▸ **Exercise inputs**
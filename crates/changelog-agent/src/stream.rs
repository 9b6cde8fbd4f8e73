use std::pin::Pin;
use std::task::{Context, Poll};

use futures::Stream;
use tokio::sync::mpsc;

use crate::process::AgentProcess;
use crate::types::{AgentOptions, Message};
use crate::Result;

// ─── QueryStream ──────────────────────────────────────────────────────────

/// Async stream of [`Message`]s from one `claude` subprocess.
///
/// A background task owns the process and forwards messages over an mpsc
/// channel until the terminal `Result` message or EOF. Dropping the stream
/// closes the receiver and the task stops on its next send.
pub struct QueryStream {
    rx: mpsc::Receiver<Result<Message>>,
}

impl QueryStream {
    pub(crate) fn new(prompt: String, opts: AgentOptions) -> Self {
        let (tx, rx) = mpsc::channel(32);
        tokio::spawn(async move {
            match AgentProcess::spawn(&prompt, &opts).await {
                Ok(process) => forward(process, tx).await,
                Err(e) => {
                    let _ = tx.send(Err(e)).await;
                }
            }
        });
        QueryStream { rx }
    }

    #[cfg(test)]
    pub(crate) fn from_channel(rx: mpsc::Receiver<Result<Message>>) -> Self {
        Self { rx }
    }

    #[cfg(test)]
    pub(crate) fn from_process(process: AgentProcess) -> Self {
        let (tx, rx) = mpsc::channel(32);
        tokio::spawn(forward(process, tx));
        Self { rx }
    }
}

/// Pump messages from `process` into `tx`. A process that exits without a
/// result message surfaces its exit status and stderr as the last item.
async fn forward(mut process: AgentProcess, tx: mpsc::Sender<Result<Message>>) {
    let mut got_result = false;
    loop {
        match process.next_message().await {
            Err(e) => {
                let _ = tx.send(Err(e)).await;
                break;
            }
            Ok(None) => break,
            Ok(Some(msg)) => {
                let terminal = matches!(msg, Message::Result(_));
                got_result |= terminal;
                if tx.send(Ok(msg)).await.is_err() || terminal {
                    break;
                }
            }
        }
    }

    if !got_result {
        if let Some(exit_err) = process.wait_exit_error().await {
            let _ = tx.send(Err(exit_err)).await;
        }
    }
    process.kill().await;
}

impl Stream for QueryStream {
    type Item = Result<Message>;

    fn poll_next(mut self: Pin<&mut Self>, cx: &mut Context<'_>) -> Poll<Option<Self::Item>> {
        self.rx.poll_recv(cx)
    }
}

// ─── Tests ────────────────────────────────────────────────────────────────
==
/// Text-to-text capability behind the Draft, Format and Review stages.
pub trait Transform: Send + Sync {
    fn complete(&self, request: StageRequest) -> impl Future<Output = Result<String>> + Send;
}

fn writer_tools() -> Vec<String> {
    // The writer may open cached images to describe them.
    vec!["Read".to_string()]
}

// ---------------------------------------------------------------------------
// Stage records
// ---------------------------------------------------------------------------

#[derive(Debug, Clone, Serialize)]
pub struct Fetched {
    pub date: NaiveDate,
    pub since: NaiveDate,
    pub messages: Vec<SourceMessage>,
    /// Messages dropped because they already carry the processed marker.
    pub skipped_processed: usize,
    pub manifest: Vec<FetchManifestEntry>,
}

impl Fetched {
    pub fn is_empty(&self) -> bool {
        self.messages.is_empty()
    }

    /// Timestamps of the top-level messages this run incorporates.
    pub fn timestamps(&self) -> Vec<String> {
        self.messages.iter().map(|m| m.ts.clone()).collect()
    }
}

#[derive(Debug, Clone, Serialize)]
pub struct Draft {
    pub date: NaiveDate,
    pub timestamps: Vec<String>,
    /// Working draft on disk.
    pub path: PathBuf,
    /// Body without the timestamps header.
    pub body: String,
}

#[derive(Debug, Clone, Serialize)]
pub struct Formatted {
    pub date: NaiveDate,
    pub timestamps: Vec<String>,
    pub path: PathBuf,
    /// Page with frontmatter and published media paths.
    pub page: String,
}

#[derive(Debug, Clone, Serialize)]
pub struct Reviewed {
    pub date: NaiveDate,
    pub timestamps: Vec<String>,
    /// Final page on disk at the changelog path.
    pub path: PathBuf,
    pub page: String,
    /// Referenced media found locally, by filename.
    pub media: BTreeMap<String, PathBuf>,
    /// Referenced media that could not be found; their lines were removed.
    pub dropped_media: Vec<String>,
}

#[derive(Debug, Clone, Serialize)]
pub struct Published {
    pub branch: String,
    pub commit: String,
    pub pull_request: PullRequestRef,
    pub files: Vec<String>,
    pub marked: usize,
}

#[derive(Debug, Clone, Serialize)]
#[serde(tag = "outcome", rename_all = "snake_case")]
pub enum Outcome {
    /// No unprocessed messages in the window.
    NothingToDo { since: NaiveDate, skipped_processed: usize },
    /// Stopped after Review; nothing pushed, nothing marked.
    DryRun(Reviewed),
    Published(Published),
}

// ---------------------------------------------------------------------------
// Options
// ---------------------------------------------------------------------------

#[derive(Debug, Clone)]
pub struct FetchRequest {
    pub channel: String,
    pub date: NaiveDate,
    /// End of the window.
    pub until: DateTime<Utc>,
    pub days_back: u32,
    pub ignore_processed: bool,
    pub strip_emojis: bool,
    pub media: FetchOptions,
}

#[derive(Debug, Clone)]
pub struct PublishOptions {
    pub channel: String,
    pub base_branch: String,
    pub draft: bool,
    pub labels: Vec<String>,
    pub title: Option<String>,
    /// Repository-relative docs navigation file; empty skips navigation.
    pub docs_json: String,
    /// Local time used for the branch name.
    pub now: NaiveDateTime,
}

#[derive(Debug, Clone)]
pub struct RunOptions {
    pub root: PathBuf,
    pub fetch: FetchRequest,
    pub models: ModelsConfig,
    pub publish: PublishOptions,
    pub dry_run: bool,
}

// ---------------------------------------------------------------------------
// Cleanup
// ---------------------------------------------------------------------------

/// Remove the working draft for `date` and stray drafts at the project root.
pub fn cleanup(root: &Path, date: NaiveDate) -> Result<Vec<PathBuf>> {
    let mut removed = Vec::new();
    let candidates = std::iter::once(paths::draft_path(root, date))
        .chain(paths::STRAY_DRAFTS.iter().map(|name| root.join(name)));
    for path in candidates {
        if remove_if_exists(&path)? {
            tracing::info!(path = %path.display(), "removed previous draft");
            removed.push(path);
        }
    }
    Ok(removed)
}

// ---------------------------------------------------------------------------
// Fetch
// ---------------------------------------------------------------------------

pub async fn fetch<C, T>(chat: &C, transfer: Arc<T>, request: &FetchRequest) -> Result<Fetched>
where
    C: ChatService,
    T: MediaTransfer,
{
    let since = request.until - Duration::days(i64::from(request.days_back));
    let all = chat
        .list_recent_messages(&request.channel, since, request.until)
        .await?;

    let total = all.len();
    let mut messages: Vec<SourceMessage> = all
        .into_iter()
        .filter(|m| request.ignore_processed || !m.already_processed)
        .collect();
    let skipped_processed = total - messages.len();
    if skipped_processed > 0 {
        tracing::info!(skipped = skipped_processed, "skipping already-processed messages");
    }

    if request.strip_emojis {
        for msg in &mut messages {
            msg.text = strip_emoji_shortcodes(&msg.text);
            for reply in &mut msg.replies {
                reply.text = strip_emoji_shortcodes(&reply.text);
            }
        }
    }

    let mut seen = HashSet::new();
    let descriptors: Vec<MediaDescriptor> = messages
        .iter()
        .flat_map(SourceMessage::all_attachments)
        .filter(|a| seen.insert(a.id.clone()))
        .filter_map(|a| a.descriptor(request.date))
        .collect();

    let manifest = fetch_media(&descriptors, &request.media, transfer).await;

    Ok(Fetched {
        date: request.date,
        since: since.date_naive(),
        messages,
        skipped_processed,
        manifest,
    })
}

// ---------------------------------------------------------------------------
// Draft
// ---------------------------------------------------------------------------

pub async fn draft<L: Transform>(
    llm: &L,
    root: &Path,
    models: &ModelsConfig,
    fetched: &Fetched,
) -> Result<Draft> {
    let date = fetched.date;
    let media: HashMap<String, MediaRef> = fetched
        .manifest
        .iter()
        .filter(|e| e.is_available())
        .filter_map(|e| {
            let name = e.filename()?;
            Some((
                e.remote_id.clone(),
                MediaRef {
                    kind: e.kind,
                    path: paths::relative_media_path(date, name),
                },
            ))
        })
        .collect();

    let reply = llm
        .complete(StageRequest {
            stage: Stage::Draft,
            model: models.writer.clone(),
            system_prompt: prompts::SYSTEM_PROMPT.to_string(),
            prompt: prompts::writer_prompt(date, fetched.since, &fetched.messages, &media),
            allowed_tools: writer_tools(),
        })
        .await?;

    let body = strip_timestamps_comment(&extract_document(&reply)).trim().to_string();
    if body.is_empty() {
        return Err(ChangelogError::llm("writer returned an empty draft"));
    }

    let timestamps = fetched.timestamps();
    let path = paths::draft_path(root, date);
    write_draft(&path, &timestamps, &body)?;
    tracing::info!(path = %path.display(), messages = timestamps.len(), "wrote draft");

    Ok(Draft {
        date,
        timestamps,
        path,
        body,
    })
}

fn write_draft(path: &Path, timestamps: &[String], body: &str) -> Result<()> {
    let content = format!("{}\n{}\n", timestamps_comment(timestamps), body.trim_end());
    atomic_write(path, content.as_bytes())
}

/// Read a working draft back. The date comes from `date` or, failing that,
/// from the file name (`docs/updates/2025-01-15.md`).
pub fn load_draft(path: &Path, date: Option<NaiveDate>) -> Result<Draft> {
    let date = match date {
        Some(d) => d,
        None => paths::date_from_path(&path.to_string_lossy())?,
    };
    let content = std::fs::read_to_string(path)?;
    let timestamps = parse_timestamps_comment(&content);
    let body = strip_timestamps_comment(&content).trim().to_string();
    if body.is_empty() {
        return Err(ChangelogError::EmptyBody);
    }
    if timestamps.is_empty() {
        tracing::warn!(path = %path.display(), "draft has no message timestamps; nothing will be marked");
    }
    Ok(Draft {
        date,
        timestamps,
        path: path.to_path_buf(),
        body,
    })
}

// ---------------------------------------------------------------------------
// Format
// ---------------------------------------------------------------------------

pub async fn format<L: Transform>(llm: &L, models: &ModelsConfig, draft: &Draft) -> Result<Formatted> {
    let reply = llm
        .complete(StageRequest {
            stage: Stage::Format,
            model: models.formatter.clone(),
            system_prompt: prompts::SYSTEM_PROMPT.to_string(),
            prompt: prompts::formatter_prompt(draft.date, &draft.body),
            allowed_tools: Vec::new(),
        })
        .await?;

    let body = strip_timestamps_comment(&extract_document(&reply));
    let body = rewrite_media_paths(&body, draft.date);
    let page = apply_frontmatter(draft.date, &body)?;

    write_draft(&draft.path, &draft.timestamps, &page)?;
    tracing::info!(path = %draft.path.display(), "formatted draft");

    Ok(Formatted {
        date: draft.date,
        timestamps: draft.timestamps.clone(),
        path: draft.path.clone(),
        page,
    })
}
--
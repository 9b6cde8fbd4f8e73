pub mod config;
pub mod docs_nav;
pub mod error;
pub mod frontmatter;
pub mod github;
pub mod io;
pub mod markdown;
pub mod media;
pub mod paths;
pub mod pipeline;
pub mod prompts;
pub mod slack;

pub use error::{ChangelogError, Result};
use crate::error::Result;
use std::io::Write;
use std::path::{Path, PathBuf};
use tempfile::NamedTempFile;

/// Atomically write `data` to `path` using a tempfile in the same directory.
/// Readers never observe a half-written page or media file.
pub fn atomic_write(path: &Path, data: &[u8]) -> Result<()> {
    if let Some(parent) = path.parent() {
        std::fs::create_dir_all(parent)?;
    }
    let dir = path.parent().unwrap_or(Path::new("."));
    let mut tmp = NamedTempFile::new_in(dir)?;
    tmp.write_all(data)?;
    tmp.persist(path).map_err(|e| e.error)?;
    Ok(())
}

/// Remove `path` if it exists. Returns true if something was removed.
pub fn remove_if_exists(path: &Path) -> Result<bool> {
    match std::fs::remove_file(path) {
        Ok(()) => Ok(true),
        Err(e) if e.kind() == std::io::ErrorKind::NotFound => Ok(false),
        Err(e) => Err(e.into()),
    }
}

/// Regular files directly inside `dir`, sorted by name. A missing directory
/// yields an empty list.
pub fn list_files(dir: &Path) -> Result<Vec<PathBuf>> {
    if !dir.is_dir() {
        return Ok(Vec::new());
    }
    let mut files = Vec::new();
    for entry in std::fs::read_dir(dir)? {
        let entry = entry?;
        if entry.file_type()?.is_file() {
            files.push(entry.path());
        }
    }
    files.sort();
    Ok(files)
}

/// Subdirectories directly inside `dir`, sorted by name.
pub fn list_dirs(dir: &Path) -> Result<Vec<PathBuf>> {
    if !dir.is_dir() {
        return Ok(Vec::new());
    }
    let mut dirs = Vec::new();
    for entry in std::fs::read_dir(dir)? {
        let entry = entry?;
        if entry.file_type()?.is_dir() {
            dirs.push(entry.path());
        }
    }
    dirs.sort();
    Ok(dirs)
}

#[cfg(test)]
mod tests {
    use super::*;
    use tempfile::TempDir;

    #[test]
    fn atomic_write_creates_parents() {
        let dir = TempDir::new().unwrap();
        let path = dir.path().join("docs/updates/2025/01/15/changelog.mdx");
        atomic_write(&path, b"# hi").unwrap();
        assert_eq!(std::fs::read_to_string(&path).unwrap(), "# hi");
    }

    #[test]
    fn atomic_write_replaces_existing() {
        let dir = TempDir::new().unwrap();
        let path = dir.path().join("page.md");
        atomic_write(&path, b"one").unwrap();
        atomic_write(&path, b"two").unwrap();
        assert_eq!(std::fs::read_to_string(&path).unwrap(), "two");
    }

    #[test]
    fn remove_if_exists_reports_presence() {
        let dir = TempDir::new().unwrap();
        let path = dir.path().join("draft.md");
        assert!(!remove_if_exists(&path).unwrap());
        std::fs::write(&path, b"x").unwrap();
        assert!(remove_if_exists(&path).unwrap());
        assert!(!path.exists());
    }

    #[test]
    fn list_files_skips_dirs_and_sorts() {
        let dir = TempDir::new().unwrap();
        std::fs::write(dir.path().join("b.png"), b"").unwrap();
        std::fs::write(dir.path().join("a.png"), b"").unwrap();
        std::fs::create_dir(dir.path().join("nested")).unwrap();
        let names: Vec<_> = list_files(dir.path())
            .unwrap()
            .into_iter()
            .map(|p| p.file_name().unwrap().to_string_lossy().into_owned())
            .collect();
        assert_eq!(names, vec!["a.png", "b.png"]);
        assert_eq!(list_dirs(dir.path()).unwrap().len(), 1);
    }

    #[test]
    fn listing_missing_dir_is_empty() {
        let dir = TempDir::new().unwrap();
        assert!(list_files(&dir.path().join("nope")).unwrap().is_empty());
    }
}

▸ **Task details**
All lines of the records above with the word "sorted" in them are to be copied.

▸ **Expected answer**
/// Regular files directly inside `dir`, sorted by name. A missing directory
/// Subdirectories directly inside `dir`, sorted by name.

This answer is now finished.